> Exercise aim: Every entry must be echoed exactly.

> Extracted data:
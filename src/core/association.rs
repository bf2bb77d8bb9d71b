//! Long-lived per-peer association routing every outgoing envelope.

mod state;
#[cfg(test)]
mod tests;

use alloc::sync::Arc;
use core::{fmt, time::Duration};

use spin::Mutex;

pub use state::AssociationStateKind;
use state::AssociationState;

use crate::core::{
  dead_letter::{DeadLetterEntry, DeadLetterReason, DeadLetterSink},
  outbound_channel::OutboundChannel,
  pending_queue::PendingQueue,
  send_error::SendError,
  serialization_context::SerializationContext,
  tombstone::Tombstone,
  transport_envelope::TransportEnvelope,
  unique_node::UniqueNode,
};

/// The relationship between this node and one remote peer, through which
/// all messages to that peer flow.
///
/// State moves strictly forward: *associating* → *associated* → *tombstone*
/// (or directly *associating* → *tombstone*). Any number of producers may
/// call [`send`](Self::send) concurrently; the single state lock makes the
/// buffer-to-channel transition atomic with respect to new senders, which
/// is what preserves FIFO ordering across the seam.
pub struct Association {
  remote_node: UniqueNode,
  context:     SerializationContext,
  state:       Mutex<AssociationState>,
}

impl Association {
  /// Creates an association in the *associating* state, ready to buffer
  /// envelopes while the handshake runs.
  #[must_use]
  pub fn associating(self_node: UniqueNode, remote_node: UniqueNode) -> Self {
    Self {
      remote_node,
      context: SerializationContext::new(self_node),
      state: Mutex::new(AssociationState::Associating { queue: PendingQueue::new() }),
    }
  }

  /// Creates an association born terminated; every send dead-letters.
  #[must_use]
  pub fn tombstoned(
    self_node: UniqueNode,
    remote_node: UniqueNode,
    sink: Arc<dyn DeadLetterSink>,
    now: Duration,
  ) -> Self {
    Self {
      remote_node,
      context: SerializationContext::new(self_node),
      state: Mutex::new(AssociationState::Tombstone { sink, since: now }),
    }
  }

  /// Returns the local side of the association.
  #[must_use]
  pub const fn self_node(&self) -> &UniqueNode {
    self.context.local_node()
  }

  /// Returns the remote peer.
  #[must_use]
  pub const fn remote_node(&self) -> &UniqueNode {
    &self.remote_node
  }

  /// Returns where the association currently is in its lifecycle.
  #[must_use]
  pub fn state_kind(&self) -> AssociationStateKind {
    self.state.lock().kind()
  }

  /// Returns the number of buffered envelopes; zero outside *associating*.
  #[must_use]
  pub fn pending_count(&self) -> usize {
    match &*self.state.lock() {
      | AssociationState::Associating { queue } => queue.len(),
      | _ => 0,
    }
  }

  /// Routes one envelope according to the current state: buffered while
  /// *associating*, written through while *associated*, dead-lettered once
  /// *tombstone*.
  ///
  /// Never blocks on network I/O. The envelope's write future, when
  /// present, resolves on flush or fails with the returned error.
  ///
  /// # Errors
  ///
  /// Returns [`SendError::AssociationTerminated`] when the association is
  /// tombstoned and [`SendError::ChannelWrite`] when the channel refused
  /// the frame.
  pub fn send(&self, mut envelope: TransportEnvelope) -> Result<(), SendError> {
    let mut state = self.state.lock();
    match &mut *state {
      | AssociationState::Associating { queue } => {
        queue.push(envelope);
        Ok(())
      },
      | AssociationState::Associated { channel } => {
        let frame = envelope.encode_frame(&self.context);
        let ack = envelope.take_ack();
        match channel.write_and_flush(frame, ack.clone()) {
          | Ok(()) => Ok(()),
          | Err(error) => {
            let error = SendError::ChannelWrite(error);
            if let Some(ack) = ack {
              ack.complete(Err(error.clone()));
            }
            Err(error)
          },
        }
      },
      | AssociationState::Tombstone { sink, since } => {
        if let Some(ack) = envelope.take_ack() {
          ack.complete(Err(SendError::AssociationTerminated));
        }
        sink.offer(DeadLetterEntry::from_envelope(envelope, DeadLetterReason::AssociationTombstoned, *since));
        Err(SendError::AssociationTerminated)
      },
    }
  }

  /// Binds the channel produced by a successful handshake: transitions to
  /// *associated* and drains the pending queue into the channel in enqueue
  /// order, atomically with respect to concurrent senders.
  ///
  /// Called on an already tombstoned association, the supplied channel is
  /// closed and nothing else happens.
  ///
  /// # Panics
  ///
  /// Panics when the association is already *associated*; completing a
  /// handshake twice is a programmer error.
  pub fn complete_association(&self, channel: Arc<dyn OutboundChannel>) {
    let mut state = self.state.lock();
    match &mut *state {
      | AssociationState::Associating { queue } => {
        for mut envelope in queue.drain() {
          let frame = envelope.encode_frame(&self.context);
          let ack = envelope.take_ack();
          if let Err(error) = channel.write_and_flush(frame, ack.clone()) {
            if let Some(ack) = ack {
              ack.complete(Err(SendError::ChannelWrite(error)));
            }
          }
        }
        *state = AssociationState::Associated { channel };
      },
      | AssociationState::Associated { .. } => {
        panic!("association with {} completed twice", self.remote_node);
      },
      | AssociationState::Tombstone { .. } => {
        channel.close();
      },
    }
  }

  /// Terminates the association: queued envelopes divert to `sink` with
  /// their futures failed, an established channel is closed, and the state
  /// becomes *tombstone*. Idempotent once tombstoned (the original sink is
  /// kept).
  ///
  /// Returns the tombstone to install, with its removal deadline set
  /// `ttl` past `now`.
  pub fn terminate(&self, sink: Arc<dyn DeadLetterSink>, now: Duration, ttl: Duration) -> Tombstone {
    let mut state = self.state.lock();
    match &mut *state {
      | AssociationState::Associating { queue } => {
        for mut envelope in queue.drain() {
          if let Some(ack) = envelope.take_ack() {
            ack.complete(Err(SendError::AssociationTerminated));
          }
          sink.offer(DeadLetterEntry::from_envelope(envelope, DeadLetterReason::AssociationTerminated, now));
        }
        *state = AssociationState::Tombstone { sink, since: now };
      },
      | AssociationState::Associated { channel } => {
        channel.close();
        *state = AssociationState::Tombstone { sink, since: now };
      },
      | AssociationState::Tombstone { .. } => {},
    }
    Tombstone::new(self.remote_node.clone(), now + ttl)
  }
}

impl fmt::Debug for Association {
  fn fmt(&self, f: &mut fmt::Formatter<'_>) -> fmt::Result {
    f.debug_struct("Association")
      .field("remote_node", &self.remote_node)
      .field("state", &*self.state.lock())
      .finish_non_exhaustive()
  }
}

> Task solution:
filename src/core/association.rs
repository bf2bb77d8bb9d71b
//! Long-lived per-peer association routing every outgoing envelope.

mod state;
#[cfg(test)]
mod tests;

use alloc::sync::Arc;
use core::{fmt, time::Duration};

use spin::Mutex;

pub use state::AssociationStateKind;
use state::AssociationState;

use crate::core::{
  dead_letter::{DeadLetterEntry, DeadLetterReason, DeadLetterSink},
  outbound_channel::OutboundChannel,
  pending_queue::PendingQueue,
  send_error::SendError,
  serialization_context::SerializationContext,
  tombstone::Tombstone,
  transport_envelope::TransportEnvelope,
  unique_node::UniqueNode,
};

/// The relationship between this node and one remote peer, through which
/// all messages to that peer flow.
///
/// State moves strictly forward: *associating* → *associated* → *tombstone*
/// (or directly *associating* → *tombstone*). Any number of producers may
/// call [`send`](Self::send) concurrently; the single state lock makes the
/// buffer-to-channel transition atomic with respect to new senders, which
/// is what preserves FIFO ordering across the seam.
pub struct Association {
  remote_node: UniqueNode,
  context:     SerializationContext,
  state:       Mutex<AssociationState>,
}

impl Association {
  /// Creates an association in the *associating* state, ready to buffer
  /// envelopes while the handshake runs.
  #[must_use]
  pub fn associating(self_node: UniqueNode, remote_node: UniqueNode) -> Self {
    Self {
      remote_node,
      context: SerializationContext::new(self_node),
      state: Mutex::new(AssociationState::Associating { queue: PendingQueue::new() }),
    }
  }

  /// Creates an association born terminated; every send dead-letters.
  #[must_use]
  pub fn tombstoned(
    self_node: UniqueNode,
    remote_node: UniqueNode,
    sink: Arc<dyn DeadLetterSink>,
    now: Duration,
  ) -> Self {
    Self {
      remote_node,
      context: SerializationContext::new(self_node),
      state: Mutex::new(AssociationState::Tombstone { sink, since: now }),
    }
  }

  /// Returns the local side of the association.
  #[must_use]
  pub const fn self_node(&self) -> &UniqueNode {
    self.context.local_node()
  }

  /// Returns the remote peer.
  #[must_use]
  pub const fn remote_node(&self) -> &UniqueNode {
    &self.remote_node
  }

  /// Returns where the association currently is in its lifecycle.
  #[must_use]
  pub fn state_kind(&self) -> AssociationStateKind {
    self.state.lock().kind()
  }

  /// Returns the number of buffered envelopes; zero outside *associating*.
  #[must_use]
  pub fn pending_count(&self) -> usize {
    match &*self.state.lock() {
      | AssociationState::Associating { queue } => queue.len(),
      | _ => 0,
    }
  }

  /// Routes one envelope according to the current state: buffered while
  /// *associating*, written through while *associated*, dead-lettered once
  /// *tombstone*.
  ///
  /// Never blocks on network I/O. The envelope's write future, when
  /// present, resolves on flush or fails with the returned error.
  ///
  /// # Errors
  ///
  /// Returns [`SendError::AssociationTerminated`] when the association is
  /// tombstoned and [`SendError::ChannelWrite`] when the channel refused
  /// the frame.
  pub fn send(&self, mut envelope: TransportEnvelope) -> Result<(), SendError> {
    let mut state = self.state.lock();
    match &mut *state {
      | AssociationState::Associating { queue } => {
        queue.push(envelope);
        Ok(())
      },
      | AssociationState::Associated { channel } => {
        let frame = envelope.encode_frame(&self.context);
        let ack = envelope.take_ack();
        match channel.write_and_flush(frame, ack.clone()) {
          | Ok(()) => Ok(()),
          | Err(error) => {
            let error = SendError::ChannelWrite(error);
            if let Some(ack) = ack {
              ack.complete(Err(error.clone()));
            }
            Err(error)
          },
        }
      },
      | AssociationState::Tombstone { sink, since } => {
        if let Some(ack) = envelope.take_ack() {
          ack.complete(Err(SendError::AssociationTerminated));
        }
        sink.offer(DeadLetterEntry::from_envelope(envelope, DeadLetterReason::AssociationTombstoned, *since));
        Err(SendError::AssociationTerminated)
      },
    }
  }

  /// Binds the channel produced by a successful handshake: transitions to
  /// *associated* and drains the pending queue into the channel in enqueue
  /// order, atomically with respect to concurrent senders.
  ///
  /// Called on an already tombstoned association, the supplied channel is
  /// closed and nothing else happens.
  ///
  /// # Panics
  ///
  /// Panics when the association is already *associated*; completing a
  /// handshake twice is a programmer error.
  pub fn complete_association(&self, channel: Arc<dyn OutboundChannel>) {
    let mut state = self.state.lock();
    match &mut *state {
      | AssociationState::Associating { queue } => {
        for mut envelope in queue.drain() {
          let frame = envelope.encode_frame(&self.context);
          let ack = envelope.take_ack();
          if let Err(error) = channel.write_and_flush(frame, ack.clone()) {
            if let Some(ack) = ack {
              ack.complete(Err(SendError::ChannelWrite(error)));
            }
          }
        }
        *state = AssociationState::Associated { channel };
      },
      | AssociationState::Associated { .. } => {
        panic!("association with {} completed twice", self.remote_node);
      },
      | AssociationState::Tombstone { .. } => {
        channel.close();
      },
    }
  }

  /// Terminates the association: queued envelopes divert to `sink` with
  /// their futures failed, an established channel is closed, and the state
  /// becomes *tombstone*. Idempotent once tombstoned (the original sink is
  /// kept).
  ///
  /// Returns the tombstone to install, with its removal deadline set
  /// `ttl` past `now`.
  pub fn terminate(&self, sink: Arc<dyn DeadLetterSink>, now: Duration, ttl: Duration) -> Tombstone {
    let mut state = self.state.lock();
    match &mut *state {
      | AssociationState::Associating { queue } => {
        for mut envelope in queue.drain() {
          if let Some(ack) = envelope.take_ack() {
            ack.complete(Err(SendError::AssociationTerminated));
          }
          sink.offer(DeadLetterEntry::from_envelope(envelope, DeadLetterReason::AssociationTerminated, now));
        }
        *state = AssociationState::Tombstone { sink, since: now };
      },
      | AssociationState::Associated { channel } => {
        channel.close();
        *state = AssociationState::Tombstone { sink, since: now };
      },
      | AssociationState::Tombstone { .. } => {},
    }
    Tombstone::new(self.remote_node.clone(), now + ttl)
  }
}

impl fmt::Debug for Association {
  fn fmt(&self, f: &mut fmt::Formatter<'_>) -> fmt::Result {
    f.debug_struct("Association")
      .field("remote_node", &self.remote_node)
      .field("state", &*self.state.lock())
      .finish_non_exhaustive()
  }
}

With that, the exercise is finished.